◆ HOW TO COMPLETE THIS TASK: Copy out the records that appear below, exactly as each one reads.

++++++++++

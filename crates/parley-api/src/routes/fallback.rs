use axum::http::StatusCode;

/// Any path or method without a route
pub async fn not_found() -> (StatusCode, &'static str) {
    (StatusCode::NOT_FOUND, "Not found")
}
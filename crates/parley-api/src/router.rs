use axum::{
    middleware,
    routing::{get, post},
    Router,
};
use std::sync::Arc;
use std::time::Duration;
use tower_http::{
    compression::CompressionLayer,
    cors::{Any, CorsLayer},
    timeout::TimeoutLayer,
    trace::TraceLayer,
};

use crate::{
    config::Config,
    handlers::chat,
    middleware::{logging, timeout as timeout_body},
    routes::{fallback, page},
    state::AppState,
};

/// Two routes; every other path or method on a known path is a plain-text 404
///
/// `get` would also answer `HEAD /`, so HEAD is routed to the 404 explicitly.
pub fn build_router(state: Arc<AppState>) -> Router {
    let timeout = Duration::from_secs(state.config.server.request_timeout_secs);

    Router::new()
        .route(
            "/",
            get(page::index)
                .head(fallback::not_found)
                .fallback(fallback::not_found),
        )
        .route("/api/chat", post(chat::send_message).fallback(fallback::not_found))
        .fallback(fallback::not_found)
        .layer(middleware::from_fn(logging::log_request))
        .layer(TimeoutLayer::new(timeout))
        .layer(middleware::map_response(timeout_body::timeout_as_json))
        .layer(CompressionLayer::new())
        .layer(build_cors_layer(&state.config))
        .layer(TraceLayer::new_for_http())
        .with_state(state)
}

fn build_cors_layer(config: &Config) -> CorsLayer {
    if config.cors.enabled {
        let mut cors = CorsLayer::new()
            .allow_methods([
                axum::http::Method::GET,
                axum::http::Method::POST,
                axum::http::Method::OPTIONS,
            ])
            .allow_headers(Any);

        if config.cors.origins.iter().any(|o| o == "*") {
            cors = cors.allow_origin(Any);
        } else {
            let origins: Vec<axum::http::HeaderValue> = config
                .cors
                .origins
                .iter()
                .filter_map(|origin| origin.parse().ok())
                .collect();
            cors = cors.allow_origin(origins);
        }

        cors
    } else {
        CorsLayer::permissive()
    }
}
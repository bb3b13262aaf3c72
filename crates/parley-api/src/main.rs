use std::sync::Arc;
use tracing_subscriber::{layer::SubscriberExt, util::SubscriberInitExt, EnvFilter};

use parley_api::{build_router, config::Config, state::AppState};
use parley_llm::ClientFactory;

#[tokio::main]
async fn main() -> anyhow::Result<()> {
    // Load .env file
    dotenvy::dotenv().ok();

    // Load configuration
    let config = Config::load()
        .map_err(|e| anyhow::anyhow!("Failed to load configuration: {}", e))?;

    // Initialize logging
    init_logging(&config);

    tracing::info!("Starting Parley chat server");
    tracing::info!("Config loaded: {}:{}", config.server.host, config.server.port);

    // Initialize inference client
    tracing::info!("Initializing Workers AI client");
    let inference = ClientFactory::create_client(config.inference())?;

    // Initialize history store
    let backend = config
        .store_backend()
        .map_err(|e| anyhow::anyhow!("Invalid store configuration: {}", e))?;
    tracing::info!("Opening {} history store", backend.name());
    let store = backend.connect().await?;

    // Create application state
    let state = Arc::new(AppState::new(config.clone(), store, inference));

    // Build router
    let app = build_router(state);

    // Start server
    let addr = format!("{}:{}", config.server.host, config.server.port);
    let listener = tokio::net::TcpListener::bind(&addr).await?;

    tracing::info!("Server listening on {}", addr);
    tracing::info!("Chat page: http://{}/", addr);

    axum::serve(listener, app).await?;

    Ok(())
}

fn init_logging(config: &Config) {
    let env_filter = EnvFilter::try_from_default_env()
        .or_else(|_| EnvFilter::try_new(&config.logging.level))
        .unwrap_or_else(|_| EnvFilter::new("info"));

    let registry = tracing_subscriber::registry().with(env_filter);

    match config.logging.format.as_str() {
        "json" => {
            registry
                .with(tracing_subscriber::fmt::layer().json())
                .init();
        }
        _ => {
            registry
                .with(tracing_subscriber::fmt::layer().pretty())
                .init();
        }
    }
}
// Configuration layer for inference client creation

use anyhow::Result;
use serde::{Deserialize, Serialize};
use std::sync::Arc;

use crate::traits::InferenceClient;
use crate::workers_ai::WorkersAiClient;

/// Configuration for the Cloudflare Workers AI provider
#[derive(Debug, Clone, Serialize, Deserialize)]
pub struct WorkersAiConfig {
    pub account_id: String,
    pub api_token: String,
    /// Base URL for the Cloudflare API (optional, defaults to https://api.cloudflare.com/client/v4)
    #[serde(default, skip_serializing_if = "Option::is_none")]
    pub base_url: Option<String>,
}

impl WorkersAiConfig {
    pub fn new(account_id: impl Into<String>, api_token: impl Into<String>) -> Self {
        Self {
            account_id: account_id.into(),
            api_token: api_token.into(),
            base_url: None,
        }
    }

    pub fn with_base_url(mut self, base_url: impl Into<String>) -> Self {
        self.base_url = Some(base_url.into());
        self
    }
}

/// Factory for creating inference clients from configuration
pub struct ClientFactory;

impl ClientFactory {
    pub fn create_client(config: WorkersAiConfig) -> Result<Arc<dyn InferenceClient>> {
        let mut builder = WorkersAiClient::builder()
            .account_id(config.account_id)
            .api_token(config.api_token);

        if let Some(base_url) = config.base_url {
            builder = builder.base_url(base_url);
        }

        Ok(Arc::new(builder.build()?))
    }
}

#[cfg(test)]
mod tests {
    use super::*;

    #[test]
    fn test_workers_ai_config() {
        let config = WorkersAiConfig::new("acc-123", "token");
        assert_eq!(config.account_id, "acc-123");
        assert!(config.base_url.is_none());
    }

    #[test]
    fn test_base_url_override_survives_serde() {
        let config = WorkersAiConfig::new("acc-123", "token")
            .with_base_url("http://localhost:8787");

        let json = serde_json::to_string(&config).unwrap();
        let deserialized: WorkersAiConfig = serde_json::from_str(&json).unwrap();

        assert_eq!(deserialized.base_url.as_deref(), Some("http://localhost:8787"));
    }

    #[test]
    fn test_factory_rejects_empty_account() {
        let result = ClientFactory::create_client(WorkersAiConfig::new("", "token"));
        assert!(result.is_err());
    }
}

++++++++++

◆ WORKED SOLUTION:
filename crates/parley-api/src/routes/fallback.rs
use axum::http::StatusCode;

/// Any path or method without a route
pub async fn not_found() -> (StatusCode, &'static str) {
    (StatusCode::NOT_FOUND, "Not found")
}
filename crates/parley-api/src/router.rs
use axum::{
    middleware,
    routing::{get, post},
    Router,
};
use std::sync::Arc;
use std::time::Duration;
use tower_http::{
    compression::CompressionLayer,
    cors::{Any, CorsLayer},
    timeout::TimeoutLayer,
    trace::TraceLayer,
};

use crate::{
    config::Config,
    handlers::chat,
    middleware::{logging, timeout as timeout_body},
    routes::{fallback, page},
    state::AppState,
};

/// Two routes; every other path or method on a known path is a plain-text 404
///
/// `get` would also answer `HEAD /`, so HEAD is routed to the 404 explicitly.
pub fn build_router(state: Arc<AppState>) -> Router {
    let timeout = Duration::from_secs(state.config.server.request_timeout_secs);

    Router::new()
        .route(
            "/",
            get(page::index)
                .head(fallback::not_found)
                .fallback(fallback::not_found),
        )
        .route("/api/chat", post(chat::send_message).fallback(fallback::not_found))
        .fallback(fallback::not_found)
        .layer(middleware::from_fn(logging::log_request))
        .layer(TimeoutLayer::new(timeout))
        .layer(middleware::map_response(timeout_body::timeout_as_json))
        .layer(CompressionLayer::new())
        .layer(build_cors_layer(&state.config))
        .layer(TraceLayer::new_for_http())
        .with_state(state)
}

fn build_cors_layer(config: &Config) -> CorsLayer {
    if config.cors.enabled {
        let mut cors = CorsLayer::new()
            .allow_methods([
                axum::http::Method::GET,
                axum::http::Method::POST,
                axum::http::Method::OPTIONS,
            ])
            .allow_headers(Any);

        if config.cors.origins.iter().any(|o| o == "*") {
            cors = cors.allow_origin(Any);
        } else {
            let origins: Vec<axum::http::HeaderValue> = config
                .cors
                .origins
                .iter()
                .filter_map(|origin| origin.parse().ok())
                .collect();
            cors = cors.allow_origin(origins);
        }

        cors
    } else {
        CorsLayer::permissive()
    }
}
repository bb3b13262aaf3c72
filename crates/parley-api/src/main.rs
use std::sync::Arc;
use tracing_subscriber::{layer::SubscriberExt, util::SubscriberInitExt, EnvFilter};

use parley_api::{build_router, config::Config, state::AppState};
use parley_llm::ClientFactory;

#[tokio::main]
async fn main() -> anyhow::Result<()> {
    // Load .env file
    dotenvy::dotenv().ok();

    // Load configuration
    let config = Config::load()
        .map_err(|e| anyhow::anyhow!("Failed to load configuration: {}", e))?;

    // Initialize logging
    init_logging(&config);

    tracing::info!("Starting Parley chat server");
    tracing::info!("Config loaded: {}:{}", config.server.host, config.server.port);

    // Initialize inference client
    tracing::info!("Initializing Workers AI client");
    let inference = ClientFactory::create_client(config.inference())?;

    // Initialize history store
    let backend = config
        .store_backend()
        .map_err(|e| anyhow::anyhow!("Invalid store configuration: {}", e))?;
    tracing::info!("Opening {} history store", backend.name());
    let store = backend.connect().await?;

    // Create application state
    let state = Arc::new(AppState::new(config.clone(), store, inference));

    // Build router
    let app = build_router(state);

    // Start server
    let addr = format!("{}:{}", config.server.host, config.server.port);
    let listener = tokio::net::TcpListener::bind(&addr).await?;

    tracing::info!("Server listening on {}", addr);
    tracing::info!("Chat page: http://{}/", addr);

    axum::serve(listener, app).await?;

    Ok(())
}

fn init_logging(config: &Config) {
    let env_filter = EnvFilter::try_from_default_env()
        .or_else(|_| EnvFilter::try_new(&config.logging.level))
        .unwrap_or_else(|_| EnvFilter::new("info"));

    let registry = tracing_subscriber::registry().with(env_filter);

    match config.logging.format.as_str() {
        "json" => {
            registry
                .with(tracing_subscriber::fmt::layer().json())
                .init();
        }
        _ => {
            registry
                .with(tracing_subscriber::fmt::layer().pretty())
                .init();
        }
    }
}
// Configuration layer for inference client creation

use anyhow::Result;
use serde::{Deserialize, Serialize};
use std::sync::Arc;

use crate::traits::InferenceClient;
use crate::workers_ai::WorkersAiClient;

/// Configuration for the Cloudflare Workers AI provider
#[derive(Debug, Clone, Serialize, Deserialize)]
pub struct WorkersAiConfig {
    pub account_id: String,
    pub api_token: String,
    /// Base URL for the Cloudflare API (optional, defaults to https://api.cloudflare.com/client/v4)
    #[serde(default, skip_serializing_if = "Option::is_none")]
    pub base_url: Option<String>,
}

impl WorkersAiConfig {
    pub fn new(account_id: impl Into<String>, api_token: impl Into<String>) -> Self {
        Self {
            account_id: account_id.into(),
            api_token: api_token.into(),
            base_url: None,
        }
    }

    pub fn with_base_url(mut self, base_url: impl Into<String>) -> Self {
        self.base_url = Some(base_url.into());
        self
    }
}

/// Factory for creating inference clients from configuration
pub struct ClientFactory;

impl ClientFactory {
    pub fn create_client(config: WorkersAiConfig) -> Result<Arc<dyn InferenceClient>> {
        let mut builder = WorkersAiClient::builder()
            .account_id(config.account_id)
            .api_token(config.api_token);

        if let Some(base_url) = config.base_url {
            builder = builder.base_url(base_url);
        }

        Ok(Arc::new(builder.build()?))
    }
}

#[cfg(test)]
mod tests {
    use super::*;

    #[test]
    fn test_workers_ai_config() {
        let config = WorkersAiConfig::new("acc-123", "token");
        assert_eq!(config.account_id, "acc-123");
        assert!(config.base_url.is_none());
    }

    #[test]
    fn test_base_url_override_survives_serde() {
        let config = WorkersAiConfig::new("acc-123", "token")
            .with_base_url("http://localhost:8787");

        let json = serde_json::to_string(&config).unwrap();
        let deserialized: WorkersAiConfig = serde_json::from_str(&json).unwrap();

        assert_eq!(deserialized.base_url.as_deref(), Some("http://localhost:8787"));
    }

    #[test]
    fn test_factory_rejects_empty_account() {
        let result = ClientFactory::create_client(WorkersAiConfig::new("", "token"));
        assert!(result.is_err());
    }
}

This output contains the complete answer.